» Data excerpts

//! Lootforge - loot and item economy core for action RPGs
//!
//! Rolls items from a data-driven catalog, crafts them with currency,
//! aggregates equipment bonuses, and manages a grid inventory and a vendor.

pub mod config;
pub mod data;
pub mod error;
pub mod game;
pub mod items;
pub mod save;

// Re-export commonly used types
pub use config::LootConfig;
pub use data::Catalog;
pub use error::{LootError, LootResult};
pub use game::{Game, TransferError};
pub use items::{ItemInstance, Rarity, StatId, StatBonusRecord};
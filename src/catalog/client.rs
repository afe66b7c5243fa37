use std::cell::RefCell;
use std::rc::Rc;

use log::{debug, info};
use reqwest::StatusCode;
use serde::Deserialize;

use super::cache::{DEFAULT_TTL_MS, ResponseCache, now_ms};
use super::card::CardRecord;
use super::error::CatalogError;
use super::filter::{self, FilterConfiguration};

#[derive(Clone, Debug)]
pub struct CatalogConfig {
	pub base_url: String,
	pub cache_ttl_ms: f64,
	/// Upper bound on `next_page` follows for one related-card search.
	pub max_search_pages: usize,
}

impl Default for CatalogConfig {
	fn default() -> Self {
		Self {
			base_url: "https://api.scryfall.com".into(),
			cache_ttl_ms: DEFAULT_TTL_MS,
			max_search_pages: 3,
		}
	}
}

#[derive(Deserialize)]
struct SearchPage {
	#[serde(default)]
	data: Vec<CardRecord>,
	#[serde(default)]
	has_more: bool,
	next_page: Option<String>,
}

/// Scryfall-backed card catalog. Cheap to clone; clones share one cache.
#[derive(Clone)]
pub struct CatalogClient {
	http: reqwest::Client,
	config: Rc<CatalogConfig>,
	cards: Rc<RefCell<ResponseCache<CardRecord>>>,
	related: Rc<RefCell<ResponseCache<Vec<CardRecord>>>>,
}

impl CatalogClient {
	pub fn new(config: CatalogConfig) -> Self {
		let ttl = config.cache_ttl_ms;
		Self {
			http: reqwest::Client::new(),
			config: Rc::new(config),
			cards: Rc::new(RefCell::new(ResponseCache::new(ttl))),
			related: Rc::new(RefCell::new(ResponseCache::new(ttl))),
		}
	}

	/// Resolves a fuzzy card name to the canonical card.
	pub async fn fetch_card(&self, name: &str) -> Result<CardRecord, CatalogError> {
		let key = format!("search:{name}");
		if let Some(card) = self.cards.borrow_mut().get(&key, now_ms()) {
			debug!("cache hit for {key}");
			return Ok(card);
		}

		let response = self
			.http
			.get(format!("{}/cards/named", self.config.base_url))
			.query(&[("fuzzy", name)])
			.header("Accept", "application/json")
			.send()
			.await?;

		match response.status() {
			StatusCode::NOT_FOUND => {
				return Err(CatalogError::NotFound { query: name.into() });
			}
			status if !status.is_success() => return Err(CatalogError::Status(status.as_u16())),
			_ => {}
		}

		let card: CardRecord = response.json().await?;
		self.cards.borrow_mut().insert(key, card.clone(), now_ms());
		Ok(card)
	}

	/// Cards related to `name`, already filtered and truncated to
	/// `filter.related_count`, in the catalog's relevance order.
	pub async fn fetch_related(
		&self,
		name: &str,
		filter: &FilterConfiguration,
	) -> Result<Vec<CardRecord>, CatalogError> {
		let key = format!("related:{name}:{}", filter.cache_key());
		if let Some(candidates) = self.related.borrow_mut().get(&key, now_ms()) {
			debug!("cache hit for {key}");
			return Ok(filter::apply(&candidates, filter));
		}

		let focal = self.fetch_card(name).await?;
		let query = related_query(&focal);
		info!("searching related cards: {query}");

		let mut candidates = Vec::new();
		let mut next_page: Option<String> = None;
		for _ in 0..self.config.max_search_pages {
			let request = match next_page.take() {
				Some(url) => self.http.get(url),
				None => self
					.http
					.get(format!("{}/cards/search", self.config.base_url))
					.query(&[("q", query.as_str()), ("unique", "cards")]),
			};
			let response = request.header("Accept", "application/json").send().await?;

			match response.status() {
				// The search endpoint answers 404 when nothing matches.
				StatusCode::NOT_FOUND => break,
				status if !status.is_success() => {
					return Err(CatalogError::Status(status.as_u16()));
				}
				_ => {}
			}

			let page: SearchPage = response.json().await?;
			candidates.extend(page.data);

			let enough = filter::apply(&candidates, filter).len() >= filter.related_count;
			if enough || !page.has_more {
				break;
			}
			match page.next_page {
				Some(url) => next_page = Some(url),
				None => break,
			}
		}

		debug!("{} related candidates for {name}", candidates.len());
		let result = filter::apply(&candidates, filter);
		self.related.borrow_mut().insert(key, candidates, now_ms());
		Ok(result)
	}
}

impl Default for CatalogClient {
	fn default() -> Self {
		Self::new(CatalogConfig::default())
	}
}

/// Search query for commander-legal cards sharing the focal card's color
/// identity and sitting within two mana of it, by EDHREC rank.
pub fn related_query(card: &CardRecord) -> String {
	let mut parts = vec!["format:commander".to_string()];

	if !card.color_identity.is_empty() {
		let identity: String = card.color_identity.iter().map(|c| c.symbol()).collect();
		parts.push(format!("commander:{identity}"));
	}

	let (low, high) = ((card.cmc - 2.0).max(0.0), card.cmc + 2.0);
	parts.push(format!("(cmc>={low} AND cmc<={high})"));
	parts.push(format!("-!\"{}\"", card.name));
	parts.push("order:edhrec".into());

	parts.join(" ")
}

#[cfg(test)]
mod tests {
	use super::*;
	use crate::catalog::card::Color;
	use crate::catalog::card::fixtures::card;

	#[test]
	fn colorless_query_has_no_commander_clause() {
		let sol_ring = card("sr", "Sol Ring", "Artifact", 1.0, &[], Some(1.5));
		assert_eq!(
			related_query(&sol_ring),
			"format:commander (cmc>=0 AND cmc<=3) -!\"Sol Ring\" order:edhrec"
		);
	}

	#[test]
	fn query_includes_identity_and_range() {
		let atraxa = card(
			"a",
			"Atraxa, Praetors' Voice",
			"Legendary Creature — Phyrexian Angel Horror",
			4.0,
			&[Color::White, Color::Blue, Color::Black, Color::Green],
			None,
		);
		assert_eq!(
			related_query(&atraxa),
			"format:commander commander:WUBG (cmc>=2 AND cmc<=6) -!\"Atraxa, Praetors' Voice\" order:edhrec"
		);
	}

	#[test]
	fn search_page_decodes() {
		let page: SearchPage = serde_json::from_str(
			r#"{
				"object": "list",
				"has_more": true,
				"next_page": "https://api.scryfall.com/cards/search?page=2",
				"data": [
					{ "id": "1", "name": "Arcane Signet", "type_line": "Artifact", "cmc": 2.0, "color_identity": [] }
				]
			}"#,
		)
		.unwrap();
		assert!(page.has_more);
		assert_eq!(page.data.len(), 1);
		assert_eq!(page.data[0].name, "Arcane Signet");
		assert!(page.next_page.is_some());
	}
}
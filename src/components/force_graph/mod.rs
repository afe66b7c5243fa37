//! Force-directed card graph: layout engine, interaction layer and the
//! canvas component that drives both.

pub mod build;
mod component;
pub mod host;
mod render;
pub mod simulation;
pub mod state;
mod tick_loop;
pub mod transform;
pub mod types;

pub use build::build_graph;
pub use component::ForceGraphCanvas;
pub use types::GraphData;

» PROBLEM TO WORK ON
The records above are to be output in full and without error.

» FINISHED EXERCISE
//! Lootforge - loot and item economy core for action RPGs
//!
//! Rolls items from a data-driven catalog, crafts them with currency,
//! aggregates equipment bonuses, and manages a grid inventory and a vendor.

pub mod config;
pub mod data;
pub mod error;
pub mod game;
pub mod items;
pub mod save;

// Re-export commonly used types
pub use config::LootConfig;
pub use data::Catalog;
pub use error::{LootError, LootResult};
pub use game::{Game, TransferError};
pub use items::{ItemInstance, Rarity, StatId, StatBonusRecord};
filename src/catalog/client.rs
repository afe66b7c5243fa37
use std::cell::RefCell;
use std::rc::Rc;

use log::{debug, info};
use reqwest::StatusCode;
use serde::Deserialize;

use super::cache::{DEFAULT_TTL_MS, ResponseCache, now_ms};
use super::card::CardRecord;
use super::error::CatalogError;
use super::filter::{self, FilterConfiguration};

#[derive(Clone, Debug)]
pub struct CatalogConfig {
	pub base_url: String,
	pub cache_ttl_ms: f64,
	/// Upper bound on `next_page` follows for one related-card search.
	pub max_search_pages: usize,
}

impl Default for CatalogConfig {
	fn default() -> Self {
		Self {
			base_url: "https://api.scryfall.com".into(),
			cache_ttl_ms: DEFAULT_TTL_MS,
			max_search_pages: 3,
		}
	}
}

#[derive(Deserialize)]
struct SearchPage {
	#[serde(default)]
	data: Vec<CardRecord>,
	#[serde(default)]
	has_more: bool,
	next_page: Option<String>,
}

/// Scryfall-backed card catalog. Cheap to clone; clones share one cache.
#[derive(Clone)]
pub struct CatalogClient {
	http: reqwest::Client,
	config: Rc<CatalogConfig>,
	cards: Rc<RefCell<ResponseCache<CardRecord>>>,
	related: Rc<RefCell<ResponseCache<Vec<CardRecord>>>>,
}

impl CatalogClient {
	pub fn new(config: CatalogConfig) -> Self {
		let ttl = config.cache_ttl_ms;
		Self {
			http: reqwest::Client::new(),
			config: Rc::new(config),
			cards: Rc::new(RefCell::new(ResponseCache::new(ttl))),
			related: Rc::new(RefCell::new(ResponseCache::new(ttl))),
		}
	}

	/// Resolves a fuzzy card name to the canonical card.
	pub async fn fetch_card(&self, name: &str) -> Result<CardRecord, CatalogError> {
		let key = format!("search:{name}");
		if let Some(card) = self.cards.borrow_mut().get(&key, now_ms()) {
			debug!("cache hit for {key}");
			return Ok(card);
		}

		let response = self
			.http
			.get(format!("{}/cards/named", self.config.base_url))
			.query(&[("fuzzy", name)])
			.header("Accept", "application/json")
			.send()
			.await?;

		match response.status() {
			StatusCode::NOT_FOUND => {
				return Err(CatalogError::NotFound { query: name.into() });
			}
			status if !status.is_success() => return Err(CatalogError::Status(status.as_u16())),
			_ => {}
		}

		let card: CardRecord = response.json().await?;
		self.cards.borrow_mut().insert(key, card.clone(), now_ms());
		Ok(card)
	}

	/// Cards related to `name`, already filtered and truncated to
	/// `filter.related_count`, in the catalog's relevance order.
	pub async fn fetch_related(
		&self,
		name: &str,
		filter: &FilterConfiguration,
	) -> Result<Vec<CardRecord>, CatalogError> {
		let key = format!("related:{name}:{}", filter.cache_key());
		if let Some(candidates) = self.related.borrow_mut().get(&key, now_ms()) {
			debug!("cache hit for {key}");
			return Ok(filter::apply(&candidates, filter));
		}

		let focal = self.fetch_card(name).await?;
		let query = related_query(&focal);
		info!("searching related cards: {query}");

		let mut candidates = Vec::new();
		let mut next_page: Option<String> = None;
		for _ in 0..self.config.max_search_pages {
			let request = match next_page.take() {
				Some(url) => self.http.get(url),
				None => self
					.http
					.get(format!("{}/cards/search", self.config.base_url))
					.query(&[("q", query.as_str()), ("unique", "cards")]),
			};
			let response = request.header("Accept", "application/json").send().await?;

			match response.status() {
				// The search endpoint answers 404 when nothing matches.
				StatusCode::NOT_FOUND => break,
				status if !status.is_success() => {
					return Err(CatalogError::Status(status.as_u16()));
				}
				_ => {}
			}

			let page: SearchPage = response.json().await?;
			candidates.extend(page.data);

			let enough = filter::apply(&candidates, filter).len() >= filter.related_count;
			if enough || !page.has_more {
				break;
			}
			match page.next_page {
				Some(url) => next_page = Some(url),
				None => break,
			}
		}

		debug!("{} related candidates for {name}", candidates.len());
		let result = filter::apply(&candidates, filter);
		self.related.borrow_mut().insert(key, candidates, now_ms());
		Ok(result)
	}
}

impl Default for CatalogClient {
	fn default() -> Self {
		Self::new(CatalogConfig::default())
	}
}

/// Search query for commander-legal cards sharing the focal card's color
/// identity and sitting within two mana of it, by EDHREC rank.
pub fn related_query(card: &CardRecord) -> String {
	let mut parts = vec!["format:commander".to_string()];

	if !card.color_identity.is_empty() {
		let identity: String = card.color_identity.iter().map(|c| c.symbol()).collect();
		parts.push(format!("commander:{identity}"));
	}

	let (low, high) = ((card.cmc - 2.0).max(0.0), card.cmc + 2.0);
	parts.push(format!("(cmc>={low} AND cmc<={high})"));
	parts.push(format!("-!\"{}\"", card.name));
	parts.push("order:edhrec".into());

	parts.join(" ")
}

#[cfg(test)]
mod tests {
	use super::*;
	use crate::catalog::card::Color;
	use crate::catalog::card::fixtures::card;

	#[test]
	fn colorless_query_has_no_commander_clause() {
		let sol_ring = card("sr", "Sol Ring", "Artifact", 1.0, &[], Some(1.5));
		assert_eq!(
			related_query(&sol_ring),
			"format:commander (cmc>=0 AND cmc<=3) -!\"Sol Ring\" order:edhrec"
		);
	}

	#[test]
	fn query_includes_identity_and_range() {
		let atraxa = card(
			"a",
			"Atraxa, Praetors' Voice",
			"Legendary Creature — Phyrexian Angel Horror",
			4.0,
			&[Color::White, Color::Blue, Color::Black, Color::Green],
			None,
		);
		assert_eq!(
			related_query(&atraxa),
			"format:commander commander:WUBG (cmc>=2 AND cmc<=6) -!\"Atraxa, Praetors' Voice\" order:edhrec"
		);
	}

	#[test]
	fn search_page_decodes() {
		let page: SearchPage = serde_json::from_str(
			r#"{
				"object": "list",
				"has_more": true,
				"next_page": "https://api.scryfall.com/cards/search?page=2",
				"data": [
					{ "id": "1", "name": "Arcane Signet", "type_line": "Artifact", "cmc": 2.0, "color_identity": [] }
				]
			}"#,
		)
		.unwrap();
		assert!(page.has_more);
		assert_eq!(page.data.len(), 1);
		assert_eq!(page.data[0].name, "Arcane Signet");
		assert!(page.next_page.is_some());
	}
}
filename src/components/force_graph/mod.rs
repository afe66b7c5243fa37
//! Force-directed card graph: layout engine, interaction layer and the
//! canvas component that drives both.

pub mod build;
mod component;
pub mod host;
mod render;
pub mod simulation;
pub mod state;
mod tick_loop;
pub mod transform;
pub mod types;

pub use build::build_graph;
pub use component::ForceGraphCanvas;
pub use types::GraphData;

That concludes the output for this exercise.